Data items:

────

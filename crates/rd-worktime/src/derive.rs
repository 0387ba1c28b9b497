//! Default profile derivation.
//!
//! The special-case precedence here is load-bearing: hotels, area-main
//! buildings, warehouses and unique factories are recognized before any
//! generic service rule, the essential-industry flag overrides the
//! farming/forestry day-only default, and the noise policy trims leisure
//! commerce last.  Reordering these rules changes observable behavior.

use rd_core::{BuildingId, SimRng, SimulationConfig};
use rd_world::{BuildingClass, Buildings, Service, StructureKind, SubService};

use crate::profile::WorkTime;

/// Classification predicate: `false` for buildings that must never carry a
/// profile (absent profile = always open, no shift structure).
pub fn needs_work_time(class: &BuildingClass) -> bool {
    if matches!(
        class.kind,
        StructureKind::Decoration | StructureKind::OutsideConnection | StructureKind::CarPark
    ) {
        return false;
    }
    !matches!(class.service, Service::None | Service::Residential)
}

/// Derive the default profile for a tracked building.
pub fn create_default<W: Buildings>(
    world: &W,
    config: &SimulationConfig,
    rng: &mut SimRng,
    building: BuildingId,
    class: &BuildingClass,
) -> WorkTime {
    // Special structures first, regardless of service.
    match class.kind {
        StructureKind::Hotel
        | StructureKind::AreaMain
        | StructureKind::Warehouse
        | StructureKind::UniqueFactory => return WorkTime::always_open(),
        StructureKind::FishMarket => return WorkTime::compose(false, true, false, false, true),
        StructureKind::Bank => return WorkTime::compose(false, false, false, false, false),
        StructureKind::Shelter => return WorkTime::always_open(),
        _ => {}
    }

    match class.service {
        Service::Park => {
            let night = world.has_night_tours_policy(building);
            WorkTime::compose(night, true, true, false, false)
        }

        Service::Industrial => match class.sub_service {
            SubService::IndustrialFarming | SubService::IndustrialForestry => {
                if world.is_essential_industry(building) {
                    WorkTime::always_open()
                } else {
                    WorkTime::compose(false, true, false, false, false)
                }
            }
            SubService::IndustrialOil | SubService::IndustrialOre => WorkTime::always_open(),
            _ => WorkTime::compose(false, true, false, false, true),
        },

        Service::HealthCare => {
            if class.level >= 4 {
                // Recreational care: day visits only.
                WorkTime::compose(false, true, false, false, false)
            } else {
                WorkTime::compose(true, true, false, true, false)
            }
        }

        Service::Police
        | Service::Fire
        | Service::Electricity
        | Service::Water
        | Service::Garbage
        | Service::Disaster
        | Service::PublicTransport
        | Service::Road => WorkTime::compose(true, true, false, true, false),

        Service::Education | Service::Campus => {
            if class.level >= 3 || class.service == Service::Campus {
                let night_classes = rng.should_occur(config.night_class_quota);
                WorkTime::compose(false, false, true, false, night_classes)
            } else {
                WorkTime::compose(false, false, true, false, false)
            }
        }

        Service::Office => WorkTime::compose(false, false, false, false, false),

        Service::Commercial => match class.sub_service {
            SubService::CommercialLeisure | SubService::CommercialTourist => {
                let night = !world.is_noise_restricted_area(building);
                WorkTime::compose(night, true, false, false, true)
            }
            SubService::CommercialLow => {
                let night = rng.should_occur(config.open_low_commercial_at_night_quota);
                let weekends = rng.should_occur(config.open_commercial_at_weekends_quota);
                let second = rng.should_occur(config.open_commercial_second_shift_quota);
                WorkTime::compose(night, weekends, false, false, second)
            }
            _ => {
                let weekends = rng.should_occur(config.open_commercial_at_weekends_quota);
                let second = rng.should_occur(config.open_commercial_second_shift_quota);
                WorkTime::compose(false, weekends, false, false, second)
            }
        },

        Service::Fishing => WorkTime::compose(false, true, true, false, false),

        Service::Monument => WorkTime::always_open(),

        // Untracked services never reach this point; treat defensively as a
        // plain daytime profile.
        _ => WorkTime::default(),
    }
}

/// Policy-triggered in-place update.  Returns the adjusted profile, or
/// `None` when the current profile must be kept (override flags, or no rule
/// applies to this class).
pub fn apply_policies<W: Buildings>(
    world: &W,
    building: BuildingId,
    class: &BuildingClass,
    current: &WorkTime,
) -> Option<WorkTime> {
    if !current.accepts_policy_updates() {
        return None;
    }

    let updated = match class.kind {
        StructureKind::Hotel
        | StructureKind::AreaMain
        | StructureKind::Warehouse
        | StructureKind::UniqueFactory
        | StructureKind::Shelter => WorkTime::always_open(),
        StructureKind::FishMarket => WorkTime::compose(false, true, false, false, true),
        StructureKind::Bank => WorkTime::compose(false, false, false, false, false),
        _ => match class.service {
            // Offices shed an accidentally acquired second shift.
            Service::Office => WorkTime::compose(false, false, false, false, false),

            Service::PublicTransport | Service::Garbage | Service::Road => WorkTime::always_open(),

            Service::HealthCare => {
                if class.level >= 4 {
                    WorkTime::compose(false, true, false, false, false)
                } else {
                    WorkTime::compose(true, true, false, true, false)
                }
            }

            Service::Police | Service::Fire | Service::Electricity | Service::Water
            | Service::Disaster => WorkTime::compose(true, true, false, true, false),

            Service::Campus => {
                WorkTime::compose(false, false, true, false, true)
            }

            Service::Education => {
                if class.level >= 3 {
                    WorkTime::compose(false, false, true, false, true)
                } else {
                    WorkTime::compose(false, false, true, false, false)
                }
            }

            Service::Industrial => match class.sub_service {
                SubService::IndustrialFarming | SubService::IndustrialForestry => {
                    if world.is_essential_industry(building) {
                        WorkTime::always_open()
                    } else {
                        WorkTime::compose(false, true, false, false, false)
                    }
                }
                _ => return None,
            },

            Service::Park => {
                let night = world.has_night_tours_policy(building);
                WorkTime::compose(night, true, true, false, false)
            }

            Service::Commercial => match class.sub_service {
                SubService::CommercialLeisure | SubService::CommercialTourist => {
                    let night = !world.is_noise_restricted_area(building);
                    WorkTime::compose(night, true, false, false, true)
                }
                _ => return None,
            },

            _ => return None,
        },
    };

    // Preserve the override flags; only the schedule fields are re-derived.
    let updated = WorkTime {
        is_default: current.is_default,
        ignore_policy: current.ignore_policy,
        is_locked: current.is_locked,
        ..updated
    };
    (updated != *current).then_some(updated)
}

────

*What to work on*: Only the lines above from the one with "return false;" through the one with "Service::Education | Service::Campus" should be duplicated, character for character.

*Written answer*:
        return false;
    }
    !matches!(class.service, Service::None | Service::Residential)
}

/// Derive the default profile for a tracked building.
pub fn create_default<W: Buildings>(
    world: &W,
    config: &SimulationConfig,
    rng: &mut SimRng,
    building: BuildingId,
    class: &BuildingClass,
) -> WorkTime {
    // Special structures first, regardless of service.
    match class.kind {
        StructureKind::Hotel
        | StructureKind::AreaMain
        | StructureKind::Warehouse
        | StructureKind::UniqueFactory => return WorkTime::always_open(),
        StructureKind::FishMarket => return WorkTime::compose(false, true, false, false, true),
        StructureKind::Bank => return WorkTime::compose(false, false, false, false, false),
        StructureKind::Shelter => return WorkTime::always_open(),
        _ => {}
    }

    match class.service {
        Service::Park => {
            let night = world.has_night_tours_policy(building);
            WorkTime::compose(night, true, true, false, false)
        }

        Service::Industrial => match class.sub_service {
            SubService::IndustrialFarming | SubService::IndustrialForestry => {
                if world.is_essential_industry(building) {
                    WorkTime::always_open()
                } else {
                    WorkTime::compose(false, true, false, false, false)
                }
            }
            SubService::IndustrialOil | SubService::IndustrialOre => WorkTime::always_open(),
            _ => WorkTime::compose(false, true, false, false, true),
        },

        Service::HealthCare => {
            if class.level >= 4 {
                // Recreational care: day visits only.
                WorkTime::compose(false, true, false, false, false)
            } else {
                WorkTime::compose(true, true, false, true, false)
            }
        }

        Service::Police
        | Service::Fire
        | Service::Electricity
        | Service::Water
        | Service::Garbage
        | Service::Disaster
        | Service::PublicTransport
        | Service::Road => WorkTime::compose(true, true, false, true, false),

        Service::Education | Service::Campus => {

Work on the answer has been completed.